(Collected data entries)

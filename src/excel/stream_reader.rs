//! Pull-based .xlsx reader for the streaming path
//!
//! Reads the small workbook parts up front (shared strings, styles, sheet
//! list) and then hands out one row at a time from each sheet part. Nothing
//! beyond the current row is buffered, so memory stays flat however many
//! rows a sheet holds.

use crate::core::address::{CellAddress, MAX_COL};
use crate::core::dates;
use crate::error::{SheetcheckError, SheetcheckResult};
use crate::types::{Cell, CellValue};
use quick_xml::events::{BytesStart, Event};
use quick_xml::reader::Reader;
use std::collections::HashMap;
use std::io::{BufReader, Read, Seek};
use zip::ZipArchive;

const WORKBOOK_PART: &str = "xl/workbook.xml";
const WORKBOOK_RELS_PART: &str = "xl/_rels/workbook.xml.rels";
const SHARED_STRINGS_PART: &str = "xl/sharedStrings.xml";
const STYLES_PART: &str = "xl/styles.xml";
const CONTENT_TYPES_PART: &str = "[Content_Types].xml";

/// A worksheet listed in workbook.xml
#[derive(Debug, Clone, PartialEq)]
pub struct SheetEntry {
    pub name: String,
    /// Part path inside the container, e.g. "xl/worksheets/sheet1.xml"
    pub path: String,
}

/// One row of a sheet, in column order
#[derive(Debug, Clone, Default, PartialEq)]
pub struct StreamRow {
    /// 1-based row number
    pub index: u32,
    pub cells: Vec<Cell>,
}

/// Per-style number format, indexed by the `s` attribute of a cell
#[derive(Debug, Clone, Default)]
struct CellFormat {
    code: Option<String>,
    is_date: bool,
}

#[derive(Debug, Default)]
struct WorkbookParts {
    shared_strings: Vec<String>,
    formats: Vec<CellFormat>,
    sheets: Vec<SheetEntry>,
}

/// Streaming reader over an .xlsx container
pub struct StreamReader<R: Read + Seek> {
    archive: ZipArchive<R>,
    parts: WorkbookParts,
}

impl<R: Read + Seek> StreamReader<R> {
    /// Open the container and read the workbook-level parts
    pub fn open(reader: R) -> SheetcheckResult<Self> {
        let mut archive = ZipArchive::new(reader)?;
        if archive.by_name(CONTENT_TYPES_PART).is_err() {
            return Err(SheetcheckError::Container(format!(
                "missing {CONTENT_TYPES_PART}; not an .xlsx workbook"
            )));
        }

        let shared_strings = read_shared_strings(&mut archive)?;
        let formats = read_styles(&mut archive)?;
        let listed = read_workbook_xml(&mut archive)?;
        let paths = read_workbook_rels(&mut archive)?;

        let sheets = listed
            .into_iter()
            .filter_map(|(name, r_id)| {
                paths.get(&r_id).map(|path| SheetEntry {
                    name,
                    path: path.clone(),
                })
            })
            .collect();

        Ok(Self {
            archive,
            parts: WorkbookParts {
                shared_strings,
                formats,
                sheets,
            },
        })
    }

    pub fn sheets(&self) -> &[SheetEntry] {
        &self.parts.sheets
    }

    /// Start reading the rows of one sheet
    pub fn rows(&mut self, sheet: usize) -> SheetcheckResult<RowReader<'_>> {
        let entry = self
            .parts
            .sheets
            .get(sheet)
            .ok_or_else(|| SheetcheckError::Container(format!("no sheet at index {sheet}")))?;
        let file = self.archive.by_name(&entry.path).map_err(|e| SheetcheckError::Stream {
            part: entry.path.clone(),
            message: e.to_string(),
        })?;
        let file: Box<dyn Read + '_> = Box::new(file);
        Ok(RowReader {
            xml: Reader::from_reader(BufReader::new(file)),
            part: entry.path.clone(),
            parts: &self.parts,
            buf: Vec::new(),
            last_row: 0,
            finished: false,
        })
    }
}

/// Rows of one sheet, pulled one at a time
pub struct RowReader<'a> {
    xml: Reader<BufReader<Box<dyn Read + 'a>>>,
    part: String,
    parts: &'a WorkbookParts,
    buf: Vec<u8>,
    last_row: u32,
    finished: bool,
}

/// What the cell parser is collecting text for
#[derive(Clone, Copy, PartialEq)]
enum Capture {
    None,
    Formula,
    Value,
    InlineText,
}

/// A `<c>` element while it is being read
struct PendingCell {
    address: CellAddress,
    cell_type: String,
    style: usize,
    formula: String,
    value: Option<String>,
}

impl<'a> RowReader<'a> {
    /// The next row holding at least one cell, or None at the end of the sheet.
    ///
    /// Malformed XML surfaces as `SheetcheckError::Xml`; an unreadable
    /// compressed stream as `SheetcheckError::Stream`.
    pub fn next_row(&mut self) -> SheetcheckResult<Option<StreamRow>> {
        while !self.finished {
            if let Some(row) = self.read_row()? {
                if !row.cells.is_empty() {
                    return Ok(Some(row));
                }
            }
        }
        Ok(None)
    }

    /// Read up to the next `</row>`; None when the sheet ends first
    fn read_row(&mut self) -> SheetcheckResult<Option<StreamRow>> {
        let parts = self.parts;
        let mut row: Option<StreamRow> = None;
        let mut pending: Option<PendingCell> = None;
        let mut capture = Capture::None;
        let mut last_col = 0u32;

        loop {
            self.buf.clear();
            let event = self
                .xml
                .read_event_into(&mut self.buf)
                .map_err(|e| xml_error(&self.part, e))?;
            match event {
                // <row/> has no cells and no end tag
                Event::Empty(e) if e.name().as_ref() == b"row" => {
                    self.last_row = row_index(&e, self.last_row);
                    return Ok(Some(StreamRow {
                        index: self.last_row,
                        cells: Vec::new(),
                    }));
                }
                Event::Start(e) if e.name().as_ref() == b"row" => {
                    self.last_row = row_index(&e, self.last_row);
                    last_col = 0;
                    row = Some(StreamRow {
                        index: self.last_row,
                        cells: Vec::new(),
                    });
                }
                Event::Start(e) if e.name().as_ref() == b"c" => {
                    pending = Some(start_cell(&e, self.last_row, &mut last_col));
                }
                // A self-closing <c/> carries style only
                Event::Empty(e) if e.name().as_ref() == b"c" => {
                    start_cell(&e, self.last_row, &mut last_col);
                }
                Event::Start(e) => match e.name().as_ref() {
                    b"f" if pending.is_some() => capture = Capture::Formula,
                    b"v" if pending.is_some() => capture = Capture::Value,
                    b"t" if pending.is_some() => capture = Capture::InlineText,
                    _ => {}
                },
                Event::Text(e) if capture != Capture::None => {
                    let text = e.unescape().map_err(|e| xml_error(&self.part, e))?;
                    if let Some(cell) = pending.as_mut() {
                        match capture {
                            Capture::Formula => cell.formula.push_str(&text),
                            Capture::Value | Capture::InlineText => {
                                cell.value.get_or_insert_with(String::new).push_str(&text)
                            }
                            Capture::None => {}
                        }
                    }
                }
                Event::End(e) => match e.name().as_ref() {
                    b"f" | b"v" | b"t" => capture = Capture::None,
                    b"c" => {
                        if let (Some(cell), Some(row)) = (pending.take(), row.as_mut()) {
                            if let Some(cell) = finish_cell(parts, cell) {
                                row.cells.push(cell);
                            }
                        }
                    }
                    b"row" => return Ok(row.take()),
                    b"sheetData" => {
                        self.finished = true;
                        return Ok(row.take());
                    }
                    _ => {}
                },
                Event::Eof => {
                    self.finished = true;
                    return Ok(row.take());
                }
                _ => {}
            }
        }
    }
}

• Task prompt:
Every entry needs to be retyped exactly.

• Exercise response:
filename src/excel/stream_reader.rs
//! Pull-based .xlsx reader for the streaming path
//!
//! Reads the small workbook parts up front (shared strings, styles, sheet
//! list) and then hands out one row at a time from each sheet part. Nothing
//! beyond the current row is buffered, so memory stays flat however many
//! rows a sheet holds.

use crate::core::address::{CellAddress, MAX_COL};
use crate::core::dates;
use crate::error::{SheetcheckError, SheetcheckResult};
use crate::types::{Cell, CellValue};
use quick_xml::events::{BytesStart, Event};
use quick_xml::reader::Reader;
use std::collections::HashMap;
use std::io::{BufReader, Read, Seek};
use zip::ZipArchive;

const WORKBOOK_PART: &str = "xl/workbook.xml";
const WORKBOOK_RELS_PART: &str = "xl/_rels/workbook.xml.rels";
const SHARED_STRINGS_PART: &str = "xl/sharedStrings.xml";
const STYLES_PART: &str = "xl/styles.xml";
const CONTENT_TYPES_PART: &str = "[Content_Types].xml";

/// A worksheet listed in workbook.xml
#[derive(Debug, Clone, PartialEq)]
pub struct SheetEntry {
    pub name: String,
    /// Part path inside the container, e.g. "xl/worksheets/sheet1.xml"
    pub path: String,
}

/// One row of a sheet, in column order
#[derive(Debug, Clone, Default, PartialEq)]
pub struct StreamRow {
    /// 1-based row number
    pub index: u32,
    pub cells: Vec<Cell>,
}

/// Per-style number format, indexed by the `s` attribute of a cell
#[derive(Debug, Clone, Default)]
struct CellFormat {
    code: Option<String>,
    is_date: bool,
}

#[derive(Debug, Default)]
struct WorkbookParts {
    shared_strings: Vec<String>,
    formats: Vec<CellFormat>,
    sheets: Vec<SheetEntry>,
}

/// Streaming reader over an .xlsx container
pub struct StreamReader<R: Read + Seek> {
    archive: ZipArchive<R>,
    parts: WorkbookParts,
}

impl<R: Read + Seek> StreamReader<R> {
    /// Open the container and read the workbook-level parts
    pub fn open(reader: R) -> SheetcheckResult<Self> {
        let mut archive = ZipArchive::new(reader)?;
        if archive.by_name(CONTENT_TYPES_PART).is_err() {
            return Err(SheetcheckError::Container(format!(
                "missing {CONTENT_TYPES_PART}; not an .xlsx workbook"
            )));
        }

        let shared_strings = read_shared_strings(&mut archive)?;
        let formats = read_styles(&mut archive)?;
        let listed = read_workbook_xml(&mut archive)?;
        let paths = read_workbook_rels(&mut archive)?;

        let sheets = listed
            .into_iter()
            .filter_map(|(name, r_id)| {
                paths.get(&r_id).map(|path| SheetEntry {
                    name,
                    path: path.clone(),
                })
            })
            .collect();

        Ok(Self {
            archive,
            parts: WorkbookParts {
                shared_strings,
                formats,
                sheets,
            },
        })
    }

    pub fn sheets(&self) -> &[SheetEntry] {
        &self.parts.sheets
    }

    /// Start reading the rows of one sheet
    pub fn rows(&mut self, sheet: usize) -> SheetcheckResult<RowReader<'_>> {
        let entry = self
            .parts
            .sheets
            .get(sheet)
            .ok_or_else(|| SheetcheckError::Container(format!("no sheet at index {sheet}")))?;
        let file = self.archive.by_name(&entry.path).map_err(|e| SheetcheckError::Stream {
            part: entry.path.clone(),
            message: e.to_string(),
        })?;
        let file: Box<dyn Read + '_> = Box::new(file);
        Ok(RowReader {
            xml: Reader::from_reader(BufReader::new(file)),
            part: entry.path.clone(),
            parts: &self.parts,
            buf: Vec::new(),
            last_row: 0,
            finished: false,
        })
    }
}

/// Rows of one sheet, pulled one at a time
pub struct RowReader<'a> {
    xml: Reader<BufReader<Box<dyn Read + 'a>>>,
    part: String,
    parts: &'a WorkbookParts,
    buf: Vec<u8>,
    last_row: u32,
    finished: bool,
}

/// What the cell parser is collecting text for
#[derive(Clone, Copy, PartialEq)]
enum Capture {
    None,
    Formula,
    Value,
    InlineText,
}

/// A `<c>` element while it is being read
struct PendingCell {
    address: CellAddress,
    cell_type: String,
    style: usize,
    formula: String,
    value: Option<String>,
}

impl<'a> RowReader<'a> {
    /// The next row holding at least one cell, or None at the end of the sheet.
    ///
    /// Malformed XML surfaces as `SheetcheckError::Xml`; an unreadable
    /// compressed stream as `SheetcheckError::Stream`.
    pub fn next_row(&mut self) -> SheetcheckResult<Option<StreamRow>> {
        while !self.finished {
            if let Some(row) = self.read_row()? {
                if !row.cells.is_empty() {
                    return Ok(Some(row));
                }
            }
        }
        Ok(None)
    }

    /// Read up to the next `</row>`; None when the sheet ends first
    fn read_row(&mut self) -> SheetcheckResult<Option<StreamRow>> {
        let parts = self.parts;
        let mut row: Option<StreamRow> = None;
        let mut pending: Option<PendingCell> = None;
        let mut capture = Capture::None;
        let mut last_col = 0u32;

        loop {
            self.buf.clear();
            let event = self
                .xml
                .read_event_into(&mut self.buf)
                .map_err(|e| xml_error(&self.part, e))?;
            match event {
                // <row/> has no cells and no end tag
                Event::Empty(e) if e.name().as_ref() == b"row" => {
                    self.last_row = row_index(&e, self.last_row);
                    return Ok(Some(StreamRow {
                        index: self.last_row,
                        cells: Vec::new(),
                    }));
                }
                Event::Start(e) if e.name().as_ref() == b"row" => {
                    self.last_row = row_index(&e, self.last_row);
                    last_col = 0;
                    row = Some(StreamRow {
                        index: self.last_row,
                        cells: Vec::new(),
                    });
                }
                Event::Start(e) if e.name().as_ref() == b"c" => {
                    pending = Some(start_cell(&e, self.last_row, &mut last_col));
                }
                // A self-closing <c/> carries style only
                Event::Empty(e) if e.name().as_ref() == b"c" => {
                    start_cell(&e, self.last_row, &mut last_col);
                }
                Event::Start(e) => match e.name().as_ref() {
                    b"f" if pending.is_some() => capture = Capture::Formula,
                    b"v" if pending.is_some() => capture = Capture::Value,
                    b"t" if pending.is_some() => capture = Capture::InlineText,
                    _ => {}
                },
                Event::Text(e) if capture != Capture::None => {
                    let text = e.unescape().map_err(|e| xml_error(&self.part, e))?;
                    if let Some(cell) = pending.as_mut() {
                        match capture {
                            Capture::Formula => cell.formula.push_str(&text),
                            Capture::Value | Capture::InlineText => {
                                cell.value.get_or_insert_with(String::new).push_str(&text)
                            }
                            Capture::None => {}
                        }
                    }
                }
                Event::End(e) => match e.name().as_ref() {
                    b"f" | b"v" | b"t" => capture = Capture::None,
                    b"c" => {
                        if let (Some(cell), Some(row)) = (pending.take(), row.as_mut()) {
                            if let Some(cell) = finish_cell(parts, cell) {
                                row.cells.push(cell);
                            }
                        }
                    }
                    b"row" => return Ok(row.take()),
                    b"sheetData" => {
                        self.finished = true;
                        return Ok(row.take());
                    }
                    _ => {}
                },
                Event::Eof => {
                    self.finished = true;
                    return Ok(row.take());
                }
                _ => {}
            }
        }
    }
}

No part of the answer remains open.